* EXERCISE BRIEF
Reproduce the entries that follow verbatim, down to the final line.

* Stored items
Content starts
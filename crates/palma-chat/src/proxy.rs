//! Conversation proxy: history bookkeeping around a chat backend.

use std::path::Path;
use std::sync::{Arc, Mutex};

use chrono::{DateTime, Utc};
use palma_core::config::DEFAULT_SYSTEM_PROMPT;
use palma_core::{ConversationTurn, Role};
use serde::{Deserialize, Serialize};
use tracing::{debug, info, warn};

use crate::backend::ChatBackend;
use crate::error::ChatError;

/// Reply when no backend could be configured.
pub const UNAVAILABLE_REPLY: &str = "IA não disponível. Verifique a configuração.";

/// Reply when the backend call fails.
pub const APOLOGY_REPLY: &str = "Desculpe, ocorreu um erro ao processar sua mensagem.";

/// Ordered user/assistant turns.
#[derive(Debug, Clone, Default, PartialEq, Eq)]
pub struct ConversationHistory {
    turns: Vec<ConversationTurn>,
}

impl ConversationHistory {
    pub fn new() -> Self {
        Self::default()
    }

    pub fn push(&mut self, turn: ConversationTurn) {
        self.turns.push(turn);
    }

    pub fn turns(&self) -> &[ConversationTurn] {
        &self.turns
    }

    pub fn len(&self) -> usize {
        self.turns.len()
    }

    pub fn is_empty(&self) -> bool {
        self.turns.is_empty()
    }

    pub fn clear(&mut self) {
        self.turns.clear();
    }

    fn replace(&mut self, turns: Vec<ConversationTurn>) {
        self.turns = turns;
    }
}

/// Persisted form of a conversation.
#[derive(Debug, Clone, PartialEq, Serialize, Deserialize)]
pub struct ConversationExport {
    pub timestamp: DateTime<Utc>,
    pub provider: String,
    pub model: String,
    pub conversation: Vec<ConversationTurn>,
}

#[derive(Debug, Clone, PartialEq, Eq, Serialize)]
pub struct ConversationSummary {
    pub provider: String,
    pub model: String,
    pub message_count: usize,
}

/// Sends unrecognized text to the conversational backend.
///
/// Built without a backend when none could be configured; `chat` then
/// answers with a fixed notice and records nothing.
pub struct ConversationProxy {
    backend: Option<Arc<dyn ChatBackend>>,
    system_prompt: String,
    history: Mutex<ConversationHistory>,
}

impl ConversationProxy {
    pub fn new(backend: Arc<dyn ChatBackend>, system_prompt: impl Into<String>) -> Self {
        Self {
            backend: Some(backend),
            system_prompt: system_prompt.into(),
            history: Mutex::new(ConversationHistory::new()),
        }
    }

    /// Proxy with no backend.
    pub fn unavailable() -> Self {
        Self {
            backend: None,
            system_prompt: DEFAULT_SYSTEM_PROMPT.to_string(),
            history: Mutex::new(ConversationHistory::new()),
        }
    }

    /// Use `backend` if it could be built, otherwise degrade to unavailable.
    pub fn from_backend(
        backend: Result<Arc<dyn ChatBackend>, ChatError>,
        system_prompt: impl Into<String>,
    ) -> Self {
        match backend {
            Ok(backend) => Self::new(backend, system_prompt),
            Err(e) => {
                warn!(error = %e, "Conversational assistant disabled");
                Self {
                    system_prompt: system_prompt.into(),
                    ..Self::unavailable()
                }
            }
        }
    }

    pub fn is_available(&self) -> bool {
        self.backend.is_some()
    }

    fn lock(&self) -> std::sync::MutexGuard<'_, ConversationHistory> {
        self.history.lock().unwrap_or_else(|p| p.into_inner())
    }

    /// Send `text` and return the reply to show the user.
    ///
    /// The user turn is recorded before the call. On failure it stays
    /// recorded with no assistant turn after it.
    pub async fn chat(&self, text: &str) -> String {
        let Some(backend) = &self.backend else {
            return UNAVAILABLE_REPLY.to_string();
        };

        let messages = {
            let mut history = self.lock();
            history.push(ConversationTurn::user(text));
            let mut messages = Vec::with_capacity(history.len() + 1);
            messages.push(ConversationTurn {
                role: Role::System,
                text: self.system_prompt.clone(),
            });
            messages.extend(history.turns().iter().cloned());
            messages
        };

        debug!(turns = messages.len() - 1, "Calling chat backend");
        match backend.complete(&messages).await {
            Ok(reply) => {
                self.lock().push(ConversationTurn::assistant(reply.clone()));
                reply
            }
            Err(e) => {
                warn!(provider = backend.provider(), error = %e, "Chat backend failed");
                APOLOGY_REPLY.to_string()
            }
        }
    }

    pub fn reset(&self) {
        self.lock().clear();
        info!("Conversation history cleared");
    }

    /// Snapshot of the turns, oldest first.
    pub fn history(&self) -> Vec<ConversationTurn> {
        self.lock().turns().to_vec()
    }

    pub fn message_count(&self) -> usize {
        self.lock().len()
    }

    fn provider_id(&self) -> String {
        self.backend
            .as_ref()
            .map(|b| b.provider().to_string())
            .unwrap_or_else(|| "none".to_string())
    }

    fn model_id(&self) -> String {
        self.backend
            .as_ref()
            .map(|b| b.model().to_string())
            .unwrap_or_default()
    }

    pub fn summary(&self) -> ConversationSummary {
        ConversationSummary {
            provider: self.provider_id(),
            model: self.model_id(),
            message_count: self.message_count(),
        }
    }

    pub fn export(&self) -> ConversationExport {
        ConversationExport {
            timestamp: Utc::now(),
            provider: self.provider_id(),
            model: self.model_id(),
            conversation: self.history(),
        }
    }

    /// Replace the history with the exported turns. The system policy is
    /// fixed, so a document carrying a system turn is rejected whole and the
    /// history is left unchanged. Returns the number of turns imported.
    pub fn import(&self, export: ConversationExport) -> Result<usize, ChatError> {
        if let Some((index, turn)) = export
            .conversation
            .iter()
            .enumerate()
            .find(|(_, t)| !matches!(t.role, Role::User | Role::Assistant))
        {
            return Err(ChatError::InvalidTurn {
                index,
                role: turn.role,
            });
        }
        let count = export.conversation.len();
        self.lock().replace(export.conversation);
        debug!(turns = count, "Conversation history imported");
        Ok(count)
    }

    pub fn save(&self, path: &Path) -> Result<(), ChatError> {
        if let Some(parent) = path.parent() {
            std::fs::create_dir_all(parent)?;
        }
        let content = serde_json::to_string_pretty(&self.export())?;
        std::fs::write(path, content)?;
        info!(path = %path.display(), "Conversation history saved");
        Ok(())
    }

    /// Load a saved conversation. On any error the history is unchanged.
    /// Returns the number of turns loaded.
    pub fn load(&self, path: &Path) -> Result<usize, ChatError> {
        let content = std::fs::read_to_string(path)?;
        let export: ConversationExport = serde_json::from_str(&content)?;
        let count = self.import(export)?;
        info!(path = %path.display(), turns = count, "Conversation history loaded");
        Ok(count)
    }
}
Content ends
* RESULT OF THE EXERCISE
filename crates/palma-chat/src/proxy.rs
//! Conversation proxy: history bookkeeping around a chat backend.

use std::path::Path;
use std::sync::{Arc, Mutex};

use chrono::{DateTime, Utc};
use palma_core::config::DEFAULT_SYSTEM_PROMPT;
use palma_core::{ConversationTurn, Role};
use serde::{Deserialize, Serialize};
use tracing::{debug, info, warn};

use crate::backend::ChatBackend;
use crate::error::ChatError;

/// Reply when no backend could be configured.
pub const UNAVAILABLE_REPLY: &str = "IA não disponível. Verifique a configuração.";

/// Reply when the backend call fails.
pub const APOLOGY_REPLY: &str = "Desculpe, ocorreu um erro ao processar sua mensagem.";

/// Ordered user/assistant turns.
#[derive(Debug, Clone, Default, PartialEq, Eq)]
pub struct ConversationHistory {
    turns: Vec<ConversationTurn>,
}

impl ConversationHistory {
    pub fn new() -> Self {
        Self::default()
    }

    pub fn push(&mut self, turn: ConversationTurn) {
        self.turns.push(turn);
    }

    pub fn turns(&self) -> &[ConversationTurn] {
        &self.turns
    }

    pub fn len(&self) -> usize {
        self.turns.len()
    }

    pub fn is_empty(&self) -> bool {
        self.turns.is_empty()
    }

    pub fn clear(&mut self) {
        self.turns.clear();
    }

    fn replace(&mut self, turns: Vec<ConversationTurn>) {
        self.turns = turns;
    }
}

/// Persisted form of a conversation.
#[derive(Debug, Clone, PartialEq, Serialize, Deserialize)]
pub struct ConversationExport {
    pub timestamp: DateTime<Utc>,
    pub provider: String,
    pub model: String,
    pub conversation: Vec<ConversationTurn>,
}

#[derive(Debug, Clone, PartialEq, Eq, Serialize)]
pub struct ConversationSummary {
    pub provider: String,
    pub model: String,
    pub message_count: usize,
}

/// Sends unrecognized text to the conversational backend.
///
/// Built without a backend when none could be configured; `chat` then
/// answers with a fixed notice and records nothing.
pub struct ConversationProxy {
    backend: Option<Arc<dyn ChatBackend>>,
    system_prompt: String,
    history: Mutex<ConversationHistory>,
}

impl ConversationProxy {
    pub fn new(backend: Arc<dyn ChatBackend>, system_prompt: impl Into<String>) -> Self {
        Self {
            backend: Some(backend),
            system_prompt: system_prompt.into(),
            history: Mutex::new(ConversationHistory::new()),
        }
    }

    /// Proxy with no backend.
    pub fn unavailable() -> Self {
        Self {
            backend: None,
            system_prompt: DEFAULT_SYSTEM_PROMPT.to_string(),
            history: Mutex::new(ConversationHistory::new()),
        }
    }

    /// Use `backend` if it could be built, otherwise degrade to unavailable.
    pub fn from_backend(
        backend: Result<Arc<dyn ChatBackend>, ChatError>,
        system_prompt: impl Into<String>,
    ) -> Self {
        match backend {
            Ok(backend) => Self::new(backend, system_prompt),
            Err(e) => {
                warn!(error = %e, "Conversational assistant disabled");
                Self {
                    system_prompt: system_prompt.into(),
                    ..Self::unavailable()
                }
            }
        }
    }

    pub fn is_available(&self) -> bool {
        self.backend.is_some()
    }

    fn lock(&self) -> std::sync::MutexGuard<'_, ConversationHistory> {
        self.history.lock().unwrap_or_else(|p| p.into_inner())
    }

    /// Send `text` and return the reply to show the user.
    ///
    /// The user turn is recorded before the call. On failure it stays
    /// recorded with no assistant turn after it.
    pub async fn chat(&self, text: &str) -> String {
        let Some(backend) = &self.backend else {
            return UNAVAILABLE_REPLY.to_string();
        };

        let messages = {
            let mut history = self.lock();
            history.push(ConversationTurn::user(text));
            let mut messages = Vec::with_capacity(history.len() + 1);
            messages.push(ConversationTurn {
                role: Role::System,
                text: self.system_prompt.clone(),
            });
            messages.extend(history.turns().iter().cloned());
            messages
        };

        debug!(turns = messages.len() - 1, "Calling chat backend");
        match backend.complete(&messages).await {
            Ok(reply) => {
                self.lock().push(ConversationTurn::assistant(reply.clone()));
                reply
            }
            Err(e) => {
                warn!(provider = backend.provider(), error = %e, "Chat backend failed");
                APOLOGY_REPLY.to_string()
            }
        }
    }

    pub fn reset(&self) {
        self.lock().clear();
        info!("Conversation history cleared");
    }

    /// Snapshot of the turns, oldest first.
    pub fn history(&self) -> Vec<ConversationTurn> {
        self.lock().turns().to_vec()
    }

    pub fn message_count(&self) -> usize {
        self.lock().len()
    }

    fn provider_id(&self) -> String {
        self.backend
            .as_ref()
            .map(|b| b.provider().to_string())
            .unwrap_or_else(|| "none".to_string())
    }

    fn model_id(&self) -> String {
        self.backend
            .as_ref()
            .map(|b| b.model().to_string())
            .unwrap_or_default()
    }

    pub fn summary(&self) -> ConversationSummary {
        ConversationSummary {
            provider: self.provider_id(),
            model: self.model_id(),
            message_count: self.message_count(),
        }
    }

    pub fn export(&self) -> ConversationExport {
        ConversationExport {
            timestamp: Utc::now(),
            provider: self.provider_id(),
            model: self.model_id(),
            conversation: self.history(),
        }
    }

    /// Replace the history with the exported turns. The system policy is
    /// fixed, so a document carrying a system turn is rejected whole and the
    /// history is left unchanged. Returns the number of turns imported.
    pub fn import(&self, export: ConversationExport) -> Result<usize, ChatError> {
        if let Some((index, turn)) = export
            .conversation
            .iter()
            .enumerate()
            .find(|(_, t)| !matches!(t.role, Role::User | Role::Assistant))
        {
            return Err(ChatError::InvalidTurn {
                index,
                role: turn.role,
            });
        }
        let count = export.conversation.len();
        self.lock().replace(export.conversation);
        debug!(turns = count, "Conversation history imported");
        Ok(count)
    }

    pub fn save(&self, path: &Path) -> Result<(), ChatError> {
        if let Some(parent) = path.parent() {
            std::fs::create_dir_all(parent)?;
        }
        let content = serde_json::to_string_pretty(&self.export())?;
        std::fs::write(path, content)?;
        info!(path = %path.display(), "Conversation history saved");
        Ok(())
    }

    /// Load a saved conversation. On any error the history is unchanged.
    /// Returns the number of turns loaded.
    pub fn load(&self, path: &Path) -> Result<usize, ChatError> {
        let content = std::fs::read_to_string(path)?;
        let export: ConversationExport = serde_json::from_str(&content)?;
        let count = self.import(export)?;
        info!(path = %path.display(), turns = count, "Conversation history loaded");
        Ok(count)
    }
}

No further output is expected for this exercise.